═════ Entries provided

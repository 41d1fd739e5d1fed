mod config;

use std::{
    path::{Path, PathBuf},
    process::ExitCode,
    sync::Arc,
};

use anyhow::{Context, Result};
use clap::{Parser, Subcommand};
use client_core::{
    uploads_unavailable_notice, AcceptPolicy, BackendClient, FitFilter, OfflineUploadBackend,
    RecruiterDashboard, SelectedFile, SortKey, StaticCandidateRepository, StudentDashboard,
    UploadBackend, UploadEvent, UploadPhase, UploadProgress, View, ViewMode, ViewRouter,
};
use shared::{
    domain::CandidateId,
    error::{Notice, NoticeSeverity},
};
use tokio::sync::broadcast::{self, error::RecvError};
use tracing::{info, warn};
use tracing_subscriber::EnvFilter;

use crate::config::{load_settings, Settings, DEFAULT_CONFIG_FILE};

#[derive(Parser, Debug)]
#[command(name = "resumematch", about = "Resume and job matching client")]
struct Cli {
    /// Backend base URL; overrides the config file and environment.
    #[arg(long, global = true)]
    api_url: Option<String>,
    #[arg(long, global = true, default_value = DEFAULT_CONFIG_FILE)]
    config: PathBuf,
    #[command(subcommand)]
    command: Command,
}

#[derive(Subcommand, Debug)]
enum Command {
    /// Filter, sort and print the candidate list.
    Candidates {
        #[arg(long, default_value = "")]
        search: String,
        #[arg(long, default_value = "all")]
        filter: FitFilter,
        #[arg(long, default_value = "relevance")]
        sort: SortKey,
        #[arg(long, default_value = "table")]
        view: ViewMode,
    },
    /// Request the analysis report for one candidate.
    Report { id: i64 },
    /// Upload a resume and follow it to completion.
    UploadResume {
        path: PathBuf,
        #[arg(long)]
        offline: bool,
        /// Also accept plain text resumes.
        #[arg(long)]
        accept_text: bool,
    },
    /// Upload a job description.
    UploadJob {
        path: PathBuf,
        #[arg(long)]
        title: String,
        #[arg(long)]
        offline: bool,
    },
    /// List stored resumes.
    Resumes,
    /// List stored job descriptions.
    Jobs,
}

#[tokio::main]
async fn main() -> Result<ExitCode> {
    tracing_subscriber::fmt()
        .with_env_filter(
            EnvFilter::try_from_default_env().unwrap_or_else(|_| EnvFilter::new("info")),
        )
        .init();

    let cli = Cli::parse();
    let mut settings = load_settings(&cli.config);
    if let Some(api_url) = cli.api_url {
        settings.api_base_url = api_url;
    }

    let mut router = ViewRouter::new();
    match cli.command {
        Command::Candidates {
            search,
            filter,
            sort,
            view,
        } => {
            router.navigate(View::Recruiter);
            let mut dashboard = RecruiterDashboard::new(
                Arc::new(StaticCandidateRepository::sample()?),
                backend(&settings, true)?,
            );
            dashboard.set_search(search);
            dashboard.set_filter(filter);
            dashboard.set_sort(sort);
            dashboard.set_view_mode(view);
            println!("{}", dashboard.render());
            Ok(ExitCode::SUCCESS)
        }
        Command::Report { id } => {
            router.navigate(View::Recruiter);
            let dashboard = RecruiterDashboard::new(
                Arc::new(StaticCandidateRepository::sample()?),
                backend(&settings, true)?,
            );
            match dashboard.request_report(CandidateId(id)) {
                Some(notice) => {
                    print_notice(&notice);
                    Ok(ExitCode::SUCCESS)
                }
                None => {
                    println!("No candidate with id {id}.");
                    Ok(ExitCode::FAILURE)
                }
            }
        }
        Command::UploadResume {
            path,
            offline,
            accept_text,
        } => {
            router.navigate(View::Student);
            let policy = if accept_text {
                AcceptPolicy::DocumentsAndText
            } else {
                settings.accept_policy()
            };
            let file = read_selected_file(&path).await?;
            upload_resume(backend(&settings, offline)?, policy, file).await
        }
        Command::UploadJob {
            path,
            title,
            offline,
        } => {
            router.navigate(View::Recruiter);
            let dashboard = RecruiterDashboard::new(
                Arc::new(StaticCandidateRepository::sample()?),
                backend(&settings, offline)?,
            );
            let file = read_selected_file(&path).await?;
            match dashboard.upload_job(file, &title).await {
                Ok(record) => {
                    print_notice(&RecruiterDashboard::job_uploaded_notice(&record));
                    println!("job id: {}", record.id);
                    Ok(ExitCode::SUCCESS)
                }
                Err(failure) => {
                    print_notice(&Notice::from(failure));
                    Ok(ExitCode::FAILURE)
                }
            }
        }
        Command::Resumes => {
            router.navigate(View::Student);
            Ok(report(show_resumes(backend(&settings, false)?.as_ref()).await))
        }
        Command::Jobs => {
            router.navigate(View::Recruiter);
            Ok(report(show_jobs(backend(&settings, false)?.as_ref()).await))
        }
    }
}

fn report(outcome: Result<(), Notice>) -> ExitCode {
    match outcome {
        Ok(()) => ExitCode::SUCCESS,
        Err(notice) => {
            print_notice(&notice);
            ExitCode::FAILURE
        }
    }
}

async fn show_resumes(backend: &dyn UploadBackend) -> Result<(), Notice> {
    let records = backend.list_resumes().await.map_err(|err| {
        warn!(error = %err, "failed to list resumes");
        uploads_unavailable_notice()
    })?;
    if records.is_empty() {
        println!("No resumes uploaded yet.");
    }
    for record in records {
        println!(
            "{:>6}  {}  {}",
            record.id,
            record.created_at.as_deref().unwrap_or("-"),
            record.filename
        );
    }
    Ok(())
}

async fn show_jobs(backend: &dyn UploadBackend) -> Result<(), Notice> {
    let records = backend.list_jobs().await.map_err(|err| {
        warn!(error = %err, "failed to list job descriptions");
        uploads_unavailable_notice()
    })?;
    if records.is_empty() {
        println!("No job descriptions uploaded yet.");
    }
    for record in records {
        println!(
            "{:>6}  {}  {}",
            record.id,
            record.title.as_deref().unwrap_or("(untitled)"),
            record.filename.as_deref().unwrap_or("-")
        );
    }
    Ok(())
}

fn backend(settings: &Settings, offline: bool) -> Result<Arc<dyn UploadBackend>> {
    if offline {
        info!("using offline backend");
        return Ok(Arc::new(OfflineUploadBackend::new()));
    }
    let client = BackendClient::with_timeout(&settings.api_base_url, settings.request_timeout())?;
    info!(api = client.base_url(), "using remote backend");
    Ok(Arc::new(client))
}

async fn read_selected_file(path: &Path) -> Result<SelectedFile> {
    let bytes = tokio::fs::read(path)
        .await
        .with_context(|| format!("failed to read {}", path.display()))?;
    let name = path
        .file_name()
        .map(|name| name.to_string_lossy().into_owned())
        .unwrap_or_else(|| path.display().to_string());
    let mime = mime_guess::from_path(path).first_or_octet_stream();
    Ok(SelectedFile::new(name, mime.essence_str(), bytes))
}

async fn upload_resume(
    backend: Arc<dyn UploadBackend>,
    policy: AcceptPolicy,
    file: SelectedFile,
) -> Result<ExitCode> {
    let (mut dashboard, load_notice) = StudentDashboard::open(backend, policy).await;
    if let Some(notice) = load_notice {
        print_notice(&notice);
    }
    let printer = tokio::spawn(print_events(dashboard.session().subscribe()));

    let session = dashboard.session_mut();
    session.drag_enter().await;
    let accepted = session.drop_files([file]).await;
    if matches!(accepted, Ok(true)) && session.submit().await.is_ok() {
        session.wait_until_resolved().await;
    }

    let phase = session.phase().await;
    let history = session.history().await;
    drop(dashboard);
    if let Err(err) = printer.await {
        warn!(error = %err, "event printer ended abnormally");
    }

    match phase {
        UploadPhase::Succeeded { record } => {
            println!("resume id: {} ({} on file)", record.id, history.len());
            Ok(ExitCode::SUCCESS)
        }
        _ => Ok(ExitCode::FAILURE),
    }
}

async fn print_events(mut events: broadcast::Receiver<UploadEvent>) {
    loop {
        match events.recv().await {
            Ok(UploadEvent::PhaseChanged(phase)) => println!("[{}]", phase.label()),
            Ok(UploadEvent::DragChanged(_)) => {}
            Ok(UploadEvent::Progress(progress)) => print_progress(progress),
            Ok(UploadEvent::Notice(notice)) => print_notice(&notice),
            Err(RecvError::Lagged(skipped)) => warn!(skipped, "dropped upload events"),
            Err(RecvError::Closed) => break,
        }
    }
}

fn print_progress(progress: UploadProgress) {
    match (progress, progress.percent()) {
        (UploadProgress::Transferred { sent, total }, Some(percent)) => {
            println!("  uploading... {percent:>3}% ({sent}/{total} bytes)")
        }
        _ => println!("  uploading..."),
    }
}

fn print_notice(notice: &Notice) {
    let marker = match notice.severity {
        NoticeSeverity::Info => "info",
        NoticeSeverity::Success => "ok",
        NoticeSeverity::Destructive => "error",
    };
    println!("{marker}: {}: {}", notice.title, notice.description);
}

#[cfg(test)]
#[path = "tests/main_tests.rs"]
mod tests;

══════════

Give back precisely the lines above that start at the line containing "and job matching" and end at the line containing "if let Some(api_url)", inclusive. No other lines belong in the output.

Solution to this problem:
#[command(name = "resumematch", about = "Resume and job matching client")]
struct Cli {
    /// Backend base URL; overrides the config file and environment.
    #[arg(long, global = true)]
    api_url: Option<String>,
    #[arg(long, global = true, default_value = DEFAULT_CONFIG_FILE)]
    config: PathBuf,
    #[command(subcommand)]
    command: Command,
}

#[derive(Subcommand, Debug)]
enum Command {
    /// Filter, sort and print the candidate list.
    Candidates {
        #[arg(long, default_value = "")]
        search: String,
        #[arg(long, default_value = "all")]
        filter: FitFilter,
        #[arg(long, default_value = "relevance")]
        sort: SortKey,
        #[arg(long, default_value = "table")]
        view: ViewMode,
    },
    /// Request the analysis report for one candidate.
    Report { id: i64 },
    /// Upload a resume and follow it to completion.
    UploadResume {
        path: PathBuf,
        #[arg(long)]
        offline: bool,
        /// Also accept plain text resumes.
        #[arg(long)]
        accept_text: bool,
    },
    /// Upload a job description.
    UploadJob {
        path: PathBuf,
        #[arg(long)]
        title: String,
        #[arg(long)]
        offline: bool,
    },
    /// List stored resumes.
    Resumes,
    /// List stored job descriptions.
    Jobs,
}

#[tokio::main]
async fn main() -> Result<ExitCode> {
    tracing_subscriber::fmt()
        .with_env_filter(
            EnvFilter::try_from_default_env().unwrap_or_else(|_| EnvFilter::new("info")),
        )
        .init();

    let cli = Cli::parse();
    let mut settings = load_settings(&cli.config);
    if let Some(api_url) = cli.api_url {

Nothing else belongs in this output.